On the ride back, she and her sister, Marge Bakke, started talking with the crew, and by the time the crossing ended, they had made friends with the captain and engineer. “We were the last two off the ferry. We had a marvelous time,” she said.

But the story doesn't end there. For the next six or seven years that same Portuguese fishing crew came to Lewes during the summer to eat at Angler's Restaurant, which was the Walsh family business.

Part of the Milton High band

Even as a teenager, Peg Tobin of Milton knew the ferry was a big deal. At 14, she was one of 80 members of the Milton High School Band, which rode over on the first ferry crossing to take part in a parade in Cape May marking the historic event. The band used two school buses for transportation.

What she remembers most was the day was hot, and the band had no water or ice. “And we were wearing wool uniforms and dark colors,” she said. “I remember a lot of salt tablets being handed out.”

She said band members could see dignitaries on the ship sipping on cold drinks. She said the crossing took about 90 minutes. “I had never been on a big boat so it was exciting,” she said.

The ferry crossing remains a highlight of her younger years. “We were lucky because it was a wonderful time to grow up,” she said.

According to the program, it was the Lewes High School band that played the National Anthem during the commemorative event.

Holding on to a bit of history

Jim Reed, a Rehoboth Beach attorney, took the first trip over June 30 and still has the $3.50 golden ticket in mint condition to prove it.

He saved the ticket in a box stored at his family home in Rehoboth Beach. When the house was torn down five years ago to make way for a new home, he found the box and the ticket.

He said it's hard to recall much of what happened that day because he was only 10 years old. “I knew it was a big thing that a ferry was taking people to Cape May,” he said. As a youngster, his family made the drive to the resort town many times, traveling north to Wilmington and then south in New Jersey.

He recalls that passengers had to wait before disembarking because the crew was hastily building a 20-foot ramp. Because of the tide, the ferry's ramp could not drop far enough so people could get off, he said.

Reed said he recently took a ride across the ferry. “It was as pleasant today as it was back then,” he said.

'I guess I remember all the bad stuff'

Paul Carey, who grew up in Seaford and now lives near Lewes, took the first ride as a 17-year-old with his cousin Fran Dickerson and Aunt Virginia Dickerson, who were friends of the Carvel family. Delaware Gov. Elbert Carvel and New Jersey Gov. Richard Hughes were among the featured speakers during ceremonies to commemorate the start of ferry operation.

Carey still has his golden ticket and a rare program from the June 30 event. “They were packed away in a box with my other high school stuff,” he said.

Carey was on the ill-fated ferry that got stuck in the Lewes slip when its propeller got entangled in a cable.

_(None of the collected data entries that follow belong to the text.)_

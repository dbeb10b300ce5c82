//! Procedural terrain: heightmap, strata, ores, caves and decoration passes.
//!
//! `generate_chunk` fills a chunk's block grid purely from the world noise,
//! the [`TerrainParams`] and the chunk coordinates — two calls with the same
//! inputs produce byte-identical grids, which the streaming pipeline relies
//! on (chunks are regenerated, never persisted).
//!
//! Per column the classifier runs top-down priority rules (air, surface,
//! subsurface, mixed strata, bedrock, ores, pockets, noise caves, stone).
//! After the column pass the chunk is decorated in order: worm tunnels,
//! ellipsoid rooms, a possible dungeon, trees/cacti. Skylight is computed by
//! the caller once decoration is done.

pub mod caves;
pub mod decay;
pub mod dungeon;
pub mod trees;

use crate::biome::BiomeType;
use crate::block::{Block, BlockType};
use crate::chunk::{Chunk, CHUNK_HEIGHT_I32, CHUNK_SIZE, CHUNK_SIZE_I32};
use crate::noise::WorldNoise;
use serde::{Deserialize, Serialize};

/// One ore (or pocket) family: how often it replaces stone and in which
/// vertical band it may appear.
#[derive(Clone, Copy, Debug, Serialize, Deserialize)]
pub struct OreParams {
    pub frequency: f64,
    pub min_y: i32,
    pub max_y: i32,
}

/// Complete worldgen configuration. Copied by value into every worker job so
/// tasks never hold a reference back into the world.
#[derive(Clone, Debug, Serialize, Deserialize)]
#[serde(default)]
pub struct TerrainParams {
    pub height_offset: f64,
    pub height_scale: f64,
    pub height_octaves: u32,
    pub height_frequency: f64,
    pub height_lacunarity: f64,
    pub height_persistence: f64,

    pub generate_caves: bool,
    pub cave_threshold: f64,
    pub cave_frequency: f64,
    pub cave_octaves: u32,
    pub cave_min_depth: i32,

    pub dirt_depth: i32,
    pub subsoil_depth: i32,
    pub deep_stone_start: i32,
    pub bedrock_start: i32,
    pub bedrock_solid: i32,

    pub coal: OreParams,
    pub iron: OreParams,
    pub gold: OreParams,
    pub diamond: OreParams,
    pub clay: OreParams,
    pub gravel: OreParams,

    pub generate_dungeons: bool,
    pub dungeon_frequency: f64,
    pub dungeon_min_y: i32,
    pub dungeon_max_y: i32,
    pub dungeon_min_size: i32,
    pub dungeon_max_size: i32,

    pub tunnel_radius_min: f64,
    pub tunnel_radius_max: f64,
    pub tunnel_segments: u32,
    pub tunnels_per_chunk: u32,

    pub room_radius_min: f64,
    pub room_radius_max: f64,
    pub rooms_per_chunk: u32,
}

impl Default for TerrainParams {
    fn default() -> Self {
        Self {
            height_offset: 160.0,
            height_scale: 24.0,
            height_octaves: 4,
            height_frequency: 0.005,
            height_lacunarity: 2.0,
            height_persistence: 0.5,

            generate_caves: true,
            cave_threshold: 0.55,
            cave_frequency: 0.02,
            cave_octaves: 3,
            cave_min_depth: 8,

            dirt_depth: 4,
            subsoil_depth: 4,
            deep_stone_start: 32,
            bedrock_start: 7,
            bedrock_solid: 3,

            coal: OreParams { frequency: 0.08, min_y: 5, max_y: 128 },
            iron: OreParams { frequency: 0.06, min_y: 5, max_y: 64 },
            gold: OreParams { frequency: 0.035, min_y: 5, max_y: 32 },
            diamond: OreParams { frequency: 0.025, min_y: 5, max_y: 16 },
            clay: OreParams { frequency: 0.04, min_y: 40, max_y: 70 },
            gravel: OreParams { frequency: 0.05, min_y: 10, max_y: 110 },

            generate_dungeons: true,
            dungeon_frequency: 0.04,
            dungeon_min_y: 10,
            dungeon_max_y: 40,
            dungeon_min_size: 5,
            dungeon_max_size: 11,

            tunnel_radius_min: 1.5,
            tunnel_radius_max: 3.0,
            tunnel_segments: 64,
            tunnels_per_chunk: 2,

            room_radius_min: 4.0,
            room_radius_max: 8.0,
            rooms_per_chunk: 1,
        }
    }
}

/// Terrain surface height for a world column, biome scaling applied.
#[must_use]
pub fn terrain_height_at(noise: &WorldNoise, params: &TerrainParams, wx: i32, wz: i32) -> i32 {
    let biome = BiomeType::at(noise, wx, wz);
    let h = params.height_offset
        + noise.fbm2(
            f64::from(wx),
            f64::from(wz),
            params.height_octaves,
            params.height_frequency,
            1.0,
            params.height_lacunarity,
            params.height_persistence,
        ) * params.height_scale
            * biome.properties().height_scale;
    (h.floor() as i32).clamp(1, CHUNK_HEIGHT_I32 - 1)
}

fn ore_at(noise: &WorldNoise, ore: &OreParams, offset: f64, wx: i32, wy: i32, wz: i32) -> bool {
    if wy < ore.min_y || wy > ore.max_y {
        return false;
    }
    let v = noise.noise3(
        (f64::from(wx) + offset) * 0.1,
        (f64::from(wy) + offset) * 0.1,
        (f64::from(wz) + offset) * 0.1,
    );
    v > 1.0 - ore.frequency
}

fn pocket_at(
    noise: &WorldNoise,
    pocket: &OreParams,
    scale: f64,
    offset: f64,
    wx: i32,
    wy: i32,
    wz: i32,
) -> bool {
    if wy < pocket.min_y || wy > pocket.max_y {
        return false;
    }
    let v = noise.noise3(
        (f64::from(wx) + offset) * scale,
        (f64::from(wy) + offset) * scale,
        (f64::from(wz) + offset) * scale,
    );
    v > 1.0 - pocket.frequency
}

/// Noise-cave membership test (§ classifier step before stone).
///
/// Depth below the surface must clear `cave_min_depth`; the acceptance
/// threshold relaxes with depth so deep rock is riddled while the surface
/// crust stays mostly intact.
fn is_noise_cave(
    noise: &WorldNoise,
    params: &TerrainParams,
    wx: i32,
    wy: i32,
    wz: i32,
    terrain_height: i32,
) -> bool {
    if !params.generate_caves || wy < params.bedrock_start {
        return false;
    }
    let depth = terrain_height - wy;
    if depth < params.cave_min_depth || depth > 150 {
        return false;
    }
    let depth_factor = (f64::from(depth) / 100.0).min(1.0);
    let threshold = params.cave_threshold + (1.0 - depth_factor) * 0.15;
    noise.fbm3(
        f64::from(wx),
        f64::from(wy),
        f64::from(wz),
        params.cave_octaves,
        params.cave_frequency,
        1.0,
        2.0,
        0.5,
    ) > threshold
}

/// Classify one cell of a column. First matching rule wins.
#[allow(clippy::too_many_arguments)]
fn classify(
    noise: &WorldNoise,
    params: &TerrainParams,
    biome: BiomeType,
    wx: i32,
    wy: i32,
    wz: i32,
    terrain_height: i32,
) -> BlockType {
    let props = biome.properties();
    if wy > terrain_height {
        return BlockType::Air;
    }
    if wy == terrain_height {
        return props.surface_block;
    }
    if wy > terrain_height - params.dirt_depth {
        return props.subsurface_block;
    }
    if wy > terrain_height - params.dirt_depth - params.subsoil_depth {
        // Mixed transition band: clay / dirt / gravel picked by 3D noise.
        let v = noise.noise3(
            f64::from(wx) * 0.1,
            f64::from(wy) * 0.1,
            f64::from(wz) * 0.1,
        );
        return if v > 0.5 {
            BlockType::Clay
        } else if v < -0.5 {
            BlockType::Gravel
        } else {
            BlockType::Dirt
        };
    }
    if wy <= params.bedrock_solid {
        return BlockType::Bedrock;
    }
    if wy <= params.bedrock_start {
        // Ragged bedrock top: chance grows toward the solid floor.
        let chance = f64::from(params.bedrock_start - wy) / 4.0;
        let oracle = (noise.noise3(
            f64::from(wx) * 0.1,
            f64::from(wy) * 0.1,
            f64::from(wz) * 0.1,
        ) + 1.0)
            / 2.0;
        if oracle < chance {
            return BlockType::Bedrock;
        }
    }
    if wy <= params.deep_stone_start {
        if ore_at(noise, &params.diamond, 3_000.0, wx, wy, wz) {
            return BlockType::DiamondOre;
        }
        if ore_at(noise, &params.gold, 4_000.0, wx, wy, wz) {
            return BlockType::GoldOre;
        }
        if is_noise_cave(noise, params, wx, wy, wz, terrain_height) {
            return BlockType::Air;
        }
        return BlockType::DeepStone;
    }
    if pocket_at(noise, &params.gravel, 0.15, 5_000.0, wx, wy, wz) {
        return BlockType::Gravel;
    }
    if pocket_at(noise, &params.clay, 0.12, 6_000.0, wx, wy, wz) {
        return BlockType::Clay;
    }
    if ore_at(noise, &params.iron, 1_000.0, wx, wy, wz) {
        return BlockType::IronOre;
    }
    if ore_at(noise, &params.coal, 2_000.0, wx, wy, wz) {
        return BlockType::CoalOre;
    }
    if is_noise_cave(noise, params, wx, wy, wz, terrain_height) {
        return BlockType::Air;
    }
    BlockType::Stone
}

/// Per-chunk cache of column heights, shared by the decoration passes.
pub type HeightMap = [[i32; CHUNK_SIZE]; CHUNK_SIZE];

/// Fill `chunk` from scratch. The caller computes skylight afterwards.
pub fn generate_chunk(chunk: &mut Chunk, noise: &WorldNoise, params: &TerrainParams) {
    let base_x = chunk.cx * CHUNK_SIZE_I32;
    let base_z = chunk.cz * CHUNK_SIZE_I32;

    let mut heights: HeightMap = [[0; CHUNK_SIZE]; CHUNK_SIZE];
    let mut biomes = [[BiomeType::Plains; CHUNK_SIZE]; CHUNK_SIZE];
    for z in 0..CHUNK_SIZE {
        for x in 0..CHUNK_SIZE {
            let wx = base_x + x as i32;
            let wz = base_z + z as i32;
            biomes[z][x] = BiomeType::at(noise, wx, wz);
            heights[z][x] = terrain_height_at(noise, params, wx, wz);
        }
    }

    for z in 0..CHUNK_SIZE {
        for x in 0..CHUNK_SIZE {
            let wx = base_x + x as i32;
            let wz = base_z + z as i32;
            let th = heights[z][x];
            let biome = biomes[z][x];
            for y in 0..CHUNK_HEIGHT_I32 {
                let kind = classify(noise, params, biome, wx, y, wz, th);
                if kind != BlockType::Air {
                    chunk.set(x, y as usize, z, Block::of(kind));
                }
            }
        }
    }

    caves::carve_tunnels(chunk, noise, params, &heights);
    caves::carve_rooms(chunk, params, &heights);
    if params.generate_dungeons {
        dungeon::try_place_dungeon(chunk, noise, params, &heights);
    }
    trees::plant_chunk(chunk, noise, &heights, &biomes);

    chunk.needs_remesh = true;
}

#[cfg(test)]
mod tests {
    use super::*;
    use crate::chunk::CHUNK_HEIGHT;

    fn generated(seed: u32, cx: i32, cz: i32) -> Chunk {
        let noise = WorldNoise::new(seed);
        let params = TerrainParams::default();
        let mut chunk = Chunk::new(cx, cz);
        generate_chunk(&mut chunk, &noise, &params);
        crate::chunk::light::compute_skylight(&mut chunk);
        chunk
    }

    #[test]
    fn generation_is_byte_identical_for_same_inputs() {
        let a = generated(42, 5, -3);
        let b = generated(42, 5, -3);
        for y in 0..CHUNK_HEIGHT {
            for z in 0..CHUNK_SIZE {
                for x in 0..CHUNK_SIZE {
                    assert_eq!(
                        a.get(x, y, z),
                        b.get(x, y, z),
                        "mismatch at ({x}, {y}, {z})"
                    );
                }
            }
        }
        assert_eq!(a.solid_block_count(), b.solid_block_count());
    }

    #[test]
    fn different_seeds_differ() {
        let a = generated(1, 0, 0);
        let b = generated(2, 0, 0);
        let mut diffs = 0;
        for y in 0..CHUNK_HEIGHT {
            for z in 0..CHUNK_SIZE {
                for x in 0..CHUNK_SIZE {
                    if a.get(x, y, z).kind != b.get(x, y, z).kind {
                        diffs += 1;
                    }
                }
            }
        }
        assert!(diffs > 100, "seeds 1 and 2 nearly identical ({diffs} diffs)");
    }

    #[test]
    fn column_structure_matches_the_classifier_contract() {
        let noise = WorldNoise::new(42);
        let params = TerrainParams::default();
        let chunk = generated(42, 0, 0);
        let th = terrain_height_at(&noise, &params, 8, 8);
        let surface = BiomeType::at(&noise, 8, 8).properties().surface_block;

        assert_eq!(chunk.get(8, th as usize, 8).kind, surface);
        // Above the surface: air all the way up.
        assert_eq!(chunk.get(8, (th + 20) as usize, 8).kind, BlockType::Air);
        assert_eq!(chunk.get(8, CHUNK_HEIGHT - 1, 8).kind, BlockType::Air);
        // Immediately below: biome subsurface for dirt_depth - 1 cells.
        let sub = BiomeType::at(&noise, 8, 8).properties().subsurface_block;
        for dy in 1..params.dirt_depth {
            assert_eq!(chunk.get(8, (th - dy) as usize, 8).kind, sub);
        }
        // The solid bedrock floor is unconditional.
        for y in 0..=params.bedrock_solid {
            assert_eq!(chunk.get(8, y as usize, 8).kind, BlockType::Bedrock);
        }
    }

    #[test]
    fn ores_stay_inside_their_bands() {
        let params = TerrainParams::default();
        for cx in -2..2 {
            let chunk = generated(7, cx, 0);
            for y in 0..CHUNK_HEIGHT {
                for z in 0..CHUNK_SIZE {
                    for x in 0..CHUNK_SIZE {
                        let kind = chunk.get(x, y, z).kind;
                        let y = y as i32;
                        match kind {
                            BlockType::DiamondOre => {
                                assert!(y >= params.diamond.min_y && y <= params.diamond.max_y);
                            }
                            BlockType::GoldOre => {
                                assert!(y >= params.gold.min_y && y <= params.gold.max_y);
                            }
                            BlockType::IronOre => {
                                assert!(y >= params.iron.min_y && y <= params.iron.max_y);
                            }
                            BlockType::CoalOre => {
                                assert!(y >= params.coal.min_y && y <= params.coal.max_y);
                            }
                            _ => {}
                        }
                    }
                }
            }
        }
    }

    #[test]
    fn caves_never_pierce_bedrock_floor() {
        let params = TerrainParams::default();
        for cz in -2..2 {
            let chunk = generated(99, 0, cz);
            for z in 0..CHUNK_SIZE {
                for x in 0..CHUNK_SIZE {
                    for y in 0..=params.bedrock_solid as usize {
                        assert_eq!(chunk.get(x, y, z).kind, BlockType::Bedrock);
                    }
                }
            }
        }
    }

    #[test]
    fn skylight_is_part_of_the_deterministic_fingerprint() {
        let a = generated(1234, -7, 11);
        let b = generated(1234, -7, 11);
        for y in 0..CHUNK_HEIGHT {
            for z in 0..CHUNK_SIZE {
                for x in 0..CHUNK_SIZE {
                    assert_eq!(a.get(x, y, z).light, b.get(x, y, z).light);
                }
            }
        }
    }
}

Carey said the trip was delayed, and it took a tugboat to eventually get the ferry underway. He remembers that the tugboat followed the ferry across the bay.

“Then on the New Jersey side we had to get off using step ladders because the ramp didn't reach,” he said.

Carey also remembers June 30 as being an extremely hot day. “We didn't have water,” he said. Once they got off the ferry in Cape May, the tent and refreshments reserved for dignitaries were made available to everyone.

He also recalls the condition of the ferry. “It had not been maintained; it was really a rust bucket,” he said.

“I guess I remember all the bad stuff,” he said with a laugh, adding the trip over and back turned out to be an all-day affair.

Carey was not a stranger to riding ferry vessels having ridden the ferry system many times from Cape Charles, Va., to Kiptopeke, Va., before the 1964 opening of the Chesapeake Bay Bridge-Tunnel.

The Delaware River and Bay Authority purchased four of the Virginia ships for $3.3 million and upgraded them.

Carey said he remembers reading an old brochure dated in the 1930s describing a ferry route 30 years before the project got off the ground. “I know people had been thinking about it for many years. The problem is, it's not a major route to anywhere,” he said.